List each line of the data that holds the string "below".

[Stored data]
--- --- ---
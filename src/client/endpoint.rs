use crate::types::{API_PREFIX, ChannelError, Result, TOKEN_QUERY_PARAM};
use url::Url;

/// Which stream a channel joins.
#[derive(Debug, Clone, PartialEq, Eq, Hash)]
pub enum ChannelTopic {
    /// In-app notifications for the signed-in user
    Notifications,
    /// Conversation list updates for the admin dashboard
    AdminConversations,
    /// A single chat room
    Conversation(u64),
    /// Any other socket path below the API prefix
    Custom(String),
}

impl ChannelTopic {
    /// Path below `/api/v1/`
    pub fn path(&self) -> String {
        match self {
            Self::Notifications => "notifications/ws".to_string(),
            Self::AdminConversations => "admin/conversations/ws".to_string(),
            Self::Conversation(id) => format!("chat/rooms/{}/ws", id),
            Self::Custom(path) => path.trim_matches('/').to_string(),
        }
    }
}

/// Base URL plus topic. Immutable for the life of the client.
#[derive(Debug, Clone, PartialEq, Eq)]
pub struct ChannelEndpoint {
    base: Url,
    topic: ChannelTopic,
}

impl ChannelEndpoint {
    /// Accepts `http(s)://` or `ws(s)://` base URLs; HTTP schemes are mapped
    /// to their socket counterparts.
    pub fn new(base_url: &str, topic: ChannelTopic) -> Result<Self> {
        let mut base = Url::parse(base_url)?;
        let scheme = match base.scheme() {
            "http" | "ws" => "ws",
            "https" | "wss" => "wss",
            other => {
                return Err(ChannelError::InvalidEndpoint(format!(
                    "unsupported scheme '{}'",
                    other
                )));
            }
        };
        base.set_scheme(scheme)
            .map_err(|_| ChannelError::InvalidEndpoint(format!("cannot use scheme '{}'", scheme)))?;
        base.set_query(None);
        base.set_fragment(None);

        if let ChannelTopic::Custom(path) = &topic {
            if path.trim_matches('/').is_empty() {
                return Err(ChannelError::InvalidEndpoint("empty topic path".to_string()));
            }
        }

        Ok(Self { base, topic })
    }

    pub fn topic(&self) -> &ChannelTopic {
        &self.topic
    }

    /// Socket URL without credentials; safe to log
    pub fn url(&self) -> Url {
        let mut url = self.base.clone();
        let base_path = url.path().trim_end_matches('/').to_string();
        let path = if base_path.ends_with(API_PREFIX) {
            format!("{}/{}", base_path, self.topic.path())
        } else {
            format!("{}/{}/{}", base_path, API_PREFIX, self.topic.path())
        };
        url.set_path(&path);
        url
    }

    /// Socket URL carrying the access token
    pub fn socket_url(&self, token: &str) -> Url {
        let mut url = self.url();
        url.query_pairs_mut().append_pair(TOKEN_QUERY_PARAM, token);
        url
    }
}

impl std::fmt::Display for ChannelEndpoint {
    fn fmt(&self, f: &mut std::fmt::Formatter<'_>) -> std::fmt::Result {
        write!(f, "{}", self.url())
    }
}

#[cfg(test)]
mod tests {
    use super::*;

    #[test]
    fn test_https_base_becomes_wss_with_token() {
        let endpoint =
            ChannelEndpoint::new("https://api.treesindia.com", ChannelTopic::Notifications).unwrap();
        assert_eq!(
            endpoint.socket_url("abc").as_str(),
            "wss://api.treesindia.com/api/v1/notifications/ws?token=abc"
        );
        assert_eq!(
            endpoint.to_string(),
            "wss://api.treesindia.com/api/v1/notifications/ws"
        );
    }

    #[test]
    fn test_base_with_api_prefix_is_not_doubled() {
        let endpoint =
            ChannelEndpoint::new("http://localhost:8080/api/v1/", ChannelTopic::Conversation(9))
                .unwrap();
        assert_eq!(
            endpoint.url().as_str(),
            "ws://localhost:8080/api/v1/chat/rooms/9/ws"
        );
    }

    #[test]
    fn test_token_is_query_encoded() {
        let endpoint =
            ChannelEndpoint::new("wss://x.example", ChannelTopic::AdminConversations).unwrap();
        assert_eq!(
            endpoint.socket_url("a b&c").as_str(),
            "wss://x.example/api/v1/admin/conversations/ws?token=a+b%26c"
        );
    }

    #[test]
    fn test_rejects_unknown_scheme_and_empty_custom_path() {
        assert!(matches!(
            ChannelEndpoint::new("ftp://x.example", ChannelTopic::Notifications),
            Err(ChannelError::InvalidEndpoint(_))
        ));
        assert!(matches!(
            ChannelEndpoint::new("https://x.example", ChannelTopic::Custom("/".to_string())),
            Err(ChannelError::InvalidEndpoint(_))
        ));
        assert!(matches!(
            ChannelEndpoint::new("not a url", ChannelTopic::Notifications),
            Err(ChannelError::UrlParse(_))
        ));
    }
}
--- --- ---
### Result for this exercise
    /// Any other socket path below the API prefix
    /// Path below `/api/v1/`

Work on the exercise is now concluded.